When modeling pressure drop due to fluid flow thru a pipe, we invariably start with the Darcy-Weisbach equation:
hf = f * Le * v² / (D * 2 * g)
where:
hf = head loss, ft
f = friction factor, dimensionless
Le = equivalent length, ft
v = velocity, ft/sec
D = pipe diameter, ft
g = standard acceleration due to gravity, 32.174 ft/sec²
The effect of velocity and equivalent length is apparent from this equation. The problematic variable here is the friction factor. Friction factor is a function of the effective roughness of the pipe, its diameter, and the Reynold's number. For commercial copper tubing, an effective roughness of 5.0e-6 ft is used.
The Moody diagram can be used to look up the friction factor. The Colebrook equation can also be used to calculate friction factor:
1 / f^0.5 = -2 * log10[ (e / D) / 3.7 + 2.51 / (R * f^0.5) ]
where:
f = friction factor, dimensionless
e = effective roughness, ft, 5.0e-6 for copper tubing
D = pipe diameter, ft
R = Reynold's number, dimensionless
As one will notice in short order, an iterative procedure is necessary to calculate friction factor with the Colebrook equation.

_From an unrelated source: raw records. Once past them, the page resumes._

#[cfg(test)]
mod tests {
    use super::*;

    fn value(json: serde_json::Value) -> Result<Value, MatchError> {
        ValueConfig::from(json).to_value()
    }

    #[test]
    fn deserialize_simple_config() {
        let json = serde_json::json!({
            "arms": [
                {
                    "pattern": { "type": "literal", "value": 0 },
                    "action": "zero"
                },
                {
                    "pattern": { "type": "wildcard" },
                    "action": "other"
                }
            ]
        });

        let config: MatchConfig<String> = serde_json::from_value(json).unwrap();
        assert_eq!(config.arms.len(), 2);
        assert_eq!(config.arms[1].action, "other");
        assert!(matches!(config.arms[1].pattern, PatternConfig::Wildcard));
    }

    #[test]
    fn deserialize_destructure_with_segment() {
        let json = serde_json::json!({
            "type": "destructure",
            "patterns": [
                { "type": "segment" },
                { "type": "literal", "value": 3 }
            ]
        });

        let config: PatternConfig = serde_json::from_value(json).unwrap();
        match config {
            PatternConfig::Destructure { patterns } => {
                assert_eq!(patterns.len(), 2);
                match &patterns[0] {
                    PatternConfig::Segment { pattern } => {
                        assert!(matches!(**pattern, PatternConfig::Wildcard));
                    }
                    other => panic!("expected segment, got {other:?}"),
                }
            }
            other => panic!("expected destructure, got {other:?}"),
        }
    }

    #[test]
    fn deserialize_string_and_compare() {
        let string: PatternConfig = serde_json::from_value(serde_json::json!({
            "type": "string", "value": "/api", "match_type": "prefix"
        }))
        .unwrap();
        match string {
            PatternConfig::String(spec) => {
                assert_eq!(spec.match_type, StringMatchType::Prefix);
                assert!(!spec.ignore_case);
            }
            other => panic!("expected string, got {other:?}"),
        }

        let compare: PatternConfig = serde_json::from_value(serde_json::json!({
            "type": "compare", "op": "lt", "value": 5
        }))
        .unwrap();
        assert!(matches!(compare, PatternConfig::Compare { op: CompareOp::Lt, .. }));
    }

    #[test]
    fn deserialize_guard_from_yaml() {
        let yaml = r"
type: guard
pattern:
  type: destructure
  patterns:
    - { type: capture, name: i }
    - { type: capture, name: j }
condition: { capture: i, op: lt, operand: { capture: j } }
";
        let config: PatternConfig = serde_yaml::from_str(yaml).unwrap();
        match config {
            PatternConfig::Guard { condition, .. } => {
                assert_eq!(condition.capture, "i");
                assert_eq!(condition.op, CompareOp::Lt);
                assert!(matches!(condition.operand, OperandConfig::Capture(ref j) if j == "j"));
            }
            other => panic!("expected guard, got {other:?}"),
        }
    }

    #[test]
    fn unknown_type_is_rejected() {
        let result: Result<PatternConfig, _> =
            serde_json::from_value(serde_json::json!({ "type": "regex", "value": "a+" }));
        assert!(result.is_err());
    }

    #[test]
    fn value_config_scalars_and_tuples() {
        assert_eq!(value(serde_json::json!(null)).unwrap(), Value::null());
        assert_eq!(value(serde_json::json!(true)).unwrap(), Value::Bool(true));
        assert_eq!(value(serde_json::json!(-3)).unwrap(), Value::Int(-3));
        assert_eq!(value(serde_json::json!("123")).unwrap(), Value::from("123"));
        assert_eq!(
            value(serde_json::json!([{ "char": "*" }, "123", 3])).unwrap(),
            Value::from(('*', "123", 3))
        );
    }

    #[test]
    fn value_config_tagged_objects() {
        assert_eq!(
            value(serde_json::json!({ "some": { "some": null } })).unwrap(),
            Value::some(Value::some(Value::null()))
        );
        assert_eq!(
            value(serde_json::json!({ "bytes": "ab" })).unwrap(),
            Value::Bytes(b"ab".to_vec())
        );
    }

    #[test]
    fn value_config_rejects_what_has_no_value() {
        assert!(matches!(
            value(serde_json::json!(1.5)),
            Err(MatchError::InvalidConfig { .. })
        ));
        assert!(value(serde_json::json!({ "char": "ab" })).is_err());
        assert!(value(serde_json::json!({ "a": 1, "b": 2 })).is_err());
        assert!(value(serde_json::json!({ "float": 1 })).is_err());
    }

    #[test]
    fn string_match_config_compiles() {
        let spec = StringMatchConfig {
            value: "^ab+$".into(),
            match_type: StringMatchType::Regex,
            ignore_case: true,
        };
        let matcher = spec.to_matcher().unwrap();
        assert!(crate::ValueMatcher::matches(&matcher, &Value::from("ABB")));

        let bad = StringMatchConfig {
            value: "(".into(),
            match_type: StringMatchType::Regex,
            ignore_case: false,
        };
        assert!(matches!(
            bad.to_matcher(),
            Err(MatchError::InvalidPattern { .. })
        ));
    }

    #[test]
    fn string_match_config_rejects_long_regex() {
        let spec = StringMatchConfig {
            value: "a".repeat(MAX_REGEX_PATTERN_LENGTH + 1),
            match_type: StringMatchType::Regex,
            ignore_case: false,
        };
        match spec.to_matcher() {
            Err(MatchError::InvalidPattern { pattern, reason }) => {
                assert!(pattern.ends_with("..."));
                assert!(reason.contains("maximum allowed"));
            }
            other => panic!("expected InvalidPattern, got {other:?}"),
        }
    }
}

To calculate Reynold's number:
R = v * D * rho / (u * gc)
where:
v = velocity, ft/sec
D = pipe diameter, ft
rho = density, lbm/ft³
u = absolute viscosity, ft²/sec
gc = gravitational conversion factor, 32.174 lbm-ft/(lbf-sec²)
And that's simply if we're looking at a single phase fluid!
The problem we have with refrigerant flow in a condenser or evaporator is we're dealing with two phase flow. With two phase flow, there is no obvious way to determine viscosity, or for that matter, if the Moody diagram or Colebrook equation is even valid.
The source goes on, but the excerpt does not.